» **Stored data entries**
==========

//! Color palette

/// 8-bit RGB color
#[derive(Debug, Clone, Copy, PartialEq, Eq, Hash)]
pub struct Rgb(pub u8, pub u8, pub u8);

pub const BACKGROUND: Rgb = Rgb(10, 10, 30);
pub const WHITE: Rgb = Rgb(255, 255, 255);
pub const GREEN: Rgb = Rgb(50, 255, 50);
pub const RED: Rgb = Rgb(255, 50, 50);
pub const YELLOW: Rgb = Rgb(255, 255, 0);
pub const BLUE: Rgb = Rgb(100, 100, 255);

==========

» **TO DO**
Your reply is to repeat, unchanged, the lines above running from the one with "8-bit RGB color" up to and including the one with "pub const RED: Rgb = Rgb(255, 50, 50);".

» **WRITTEN SOLUTION**
/// 8-bit RGB color
#[derive(Debug, Clone, Copy, PartialEq, Eq, Hash)]
pub struct Rgb(pub u8, pub u8, pub u8);

pub const BACKGROUND: Rgb = Rgb(10, 10, 30);
pub const WHITE: Rgb = Rgb(255, 255, 255);
pub const GREEN: Rgb = Rgb(50, 255, 50);
pub const RED: Rgb = Rgb(255, 50, 50);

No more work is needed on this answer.